The Echo State Property is a fundamental requirement for reservoir networks to function properly. It states that the effect of previous states and inputs on future states should gradually diminish over time, rather than persisting indefinitely or becoming amplified.

In mathematical terms, the ESP ensures that the network “forgets” initial conditions and depends only on recent inputs after sufficient time has passed. This creates a form of fading memory that allows the reservoir to maintain useful information about recent inputs while discarding older, less relevant information.

For practical applications, the ESP can be ensured by scaling the reservoir weight matrix W so that its spectral radius is less than or equal to 1. This prevents the recursive dynamics from exploding.

The spectral radius serves as a rough indicator of the reservoir’s memory capacity:

  • Values close to 0: Very short memory (quickly forgets previous inputs)
  • Values close to 1: Longer memory (retains information about inputs for more timesteps)
  • Values greater than 1: Risk losing the ESP, leading to chaotic or unstable behavior

To test a reservoir’s memory capacity practically, we can see if the system can recreate an input with a k-step delay. The maximum k for which the reservoir can still accurately reproduce the input provides a measure of its effective memory span.

Separability Property

The separability property refers to a reservoir’s ability to distinguish between different input patterns. This is essential for classification and prediction tasks, as different inputs should produce distinguishably different states within the reservoir.

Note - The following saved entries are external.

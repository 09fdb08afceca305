use std::collections::VecDeque;

use log::debug;
use repbook_app::log as app_log;
use serde::{Serialize, de::DeserializeOwned};
use strum::AsRefStr;

use crate::{KeyValueError, KeyValueStore, document, domain};

const MAX_LOG_ENTRIES: usize = 100;

#[derive(AsRefStr, Debug, Clone, Copy)]
pub enum Key {
    #[strum(serialize = "muscles")]
    Muscles,
    #[strum(serialize = "passedIntro")]
    PassedIntro,
    #[strum(serialize = "age")]
    Age,
    #[strum(serialize = "weight")]
    Weight,
    #[strum(serialize = "preferredWeight")]
    PreferredWeight,
    #[strum(serialize = "log")]
    Log,
}

/// Repository keeping all application state as string values in a key-value store.
#[derive(Debug, Clone)]
pub struct LocalStorage<S> {
    store: S,
}

impl<S: KeyValueStore> LocalStorage<S> {
    pub fn new(store: S) -> Self {
        Self { store }
    }

    pub fn store(&self) -> &S {
        &self.store
    }

    fn get(&self, key: Key) -> Result<Option<String>, KeyValueError> {
        self.store.get_item(key.as_ref())
    }

    fn set(&self, key: Key, value: &str) -> Result<(), KeyValueError> {
        self.store.set_item(key.as_ref(), value)
    }

    fn get_json<T: DeserializeOwned>(&self, key: Key) -> Result<Option<T>, domain::StorageError> {
        self.get(key)?
            .map(|value| {
                serde_json::from_str(&value)
                    .map_err(|err| domain::CorruptDocumentError::new(key.as_ref(), err).into())
            })
            .transpose()
    }

    fn set_json<T: Serialize + ?Sized>(
        &self,
        key: Key,
        value: &T,
    ) -> Result<(), domain::StorageError> {
        let json = serde_json::to_string(value)
            .map_err(|err| domain::StorageError::Other(err.into()))?;
        Ok(self.set(key, &json)?)
    }

    fn get_parsed<T, E: ToString>(
        &self,
        key: Key,
        parse: impl FnOnce(&str) -> Result<T, E>,
    ) -> Result<Option<T>, domain::StorageError> {
        self.get(key)?
            .map(|value| {
                parse(value.as_str())
                    .map_err(|err| domain::CorruptDocumentError::new(key.as_ref(), err).into())
            })
            .transpose()
    }
}

impl<S: KeyValueStore> domain::MuscleRepository for LocalStorage<S> {
    async fn read_muscles(&self) -> Result<Vec<domain::Muscle>, domain::ReadError> {
        let Some(json) = self.get(Key::Muscles).map_err(domain::StorageError::from)? else {
            debug!("no muscles stored yet");
            return Ok(vec![]);
        };
        document::parse(&json).map_err(|err| {
            domain::StorageError::from(domain::CorruptDocumentError::new(
                Key::Muscles.as_ref(),
                err,
            ))
            .into()
        })
    }

    async fn write_muscles(&self, muscles: &[domain::Muscle]) -> Result<(), domain::StorageError> {
        let json =
            document::serialize(muscles).map_err(|err| domain::StorageError::Other(err.into()))?;
        Ok(self.set(Key::Muscles, &json)?)
    }
}

impl<S: KeyValueStore> domain::ProfileRepository for LocalStorage<S> {
    async fn read_profile(&self) -> Result<Option<domain::Profile>, domain::ReadError> {
        let age = self.get_parsed(Key::Age, |v| domain::Age::try_from(v))?;
        let weight = self.get_parsed(Key::Weight, |v| domain::BodyWeight::try_from(v))?;
        let preferred_weight =
            self.get_parsed(Key::PreferredWeight, |v| domain::BodyWeight::try_from(v))?;
        match (age, weight, preferred_weight) {
            (Some(age), Some(weight), Some(preferred_weight)) => Ok(Some(domain::Profile {
                age,
                weight,
                preferred_weight,
            })),
            _ => Ok(None),
        }
    }

    async fn write_profile(&self, profile: &domain::Profile) -> Result<(), domain::StorageError> {
        self.set(Key::Age, &profile.age.to_string())?;
        self.set(Key::Weight, &profile.weight.to_string())?;
        self.set(Key::PreferredWeight, &profile.preferred_weight.to_string())?;
        self.set(Key::PassedIntro, "true")?;
        Ok(())
    }

    async fn read_passed_intro(&self) -> Result<bool, domain::ReadError> {
        Ok(self
            .get(Key::PassedIntro)
            .map_err(domain::StorageError::from)?
            .is_some_and(|value| value == "true"))
    }
}

impl<S: KeyValueStore + Send + Sync + 'static> app_log::Repository for LocalStorage<S> {
    fn read_entries(&self) -> Result<VecDeque<app_log::Entry>, app_log::Error> {
        Ok(self
            .get_json(Key::Log)
            .map_err(|err| app_log::Error::Unknown(err.to_string()))?
            .unwrap_or_default())
    }

    fn write_entry(&self, entry: app_log::Entry) -> Result<(), app_log::Error> {
        let mut entries = self.read_entries()?;
        entries.push_front(entry);
        entries.truncate(MAX_LOG_ENTRIES);
        self.set_json(Key::Log, &entries)
            .map_err(|err| app_log::Error::Unknown(err.to_string()))
    }
}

A good reservoir network should map similar inputs to similar states while mapping dissimilar inputs to dissimilar states, creating representations that preserve the important distinctions in the input space.

A practical heuristic to measure separability is to compute the distance between different reservoir states caused by different input sequences. The greater these distances, the better the reservoir’s separability.

Two effective methods to improve separability:

  • Make the connection matrix sparse (many zero weights), which helps decouple the activation signals within the network
  • Use larger networks with more neurons, which provide more varied activations and greater representational capacity

Topology

The arrangement of neurons within the reservoir (its topology) significantly affects performance, but finding the optimal topology remains an open question in reservoir computing.

Larger networks with more neurons generally provide better performance, as they offer finer-grained classification capabilities and higher separability. However, there’s substantial variation in performance even among randomly created reservoirs with the same size.

While sparse connection matrices generally work better than fully connected ones, research comparing different topologies (scale-free, small-world, biologically inspired) found no clear winner that consistently outperforms simple random networks across all tasks.

The performance variation among random networks with the same parameters suggests that topology optimization approaches may be valuable, even though no universal “best topology” has been identified.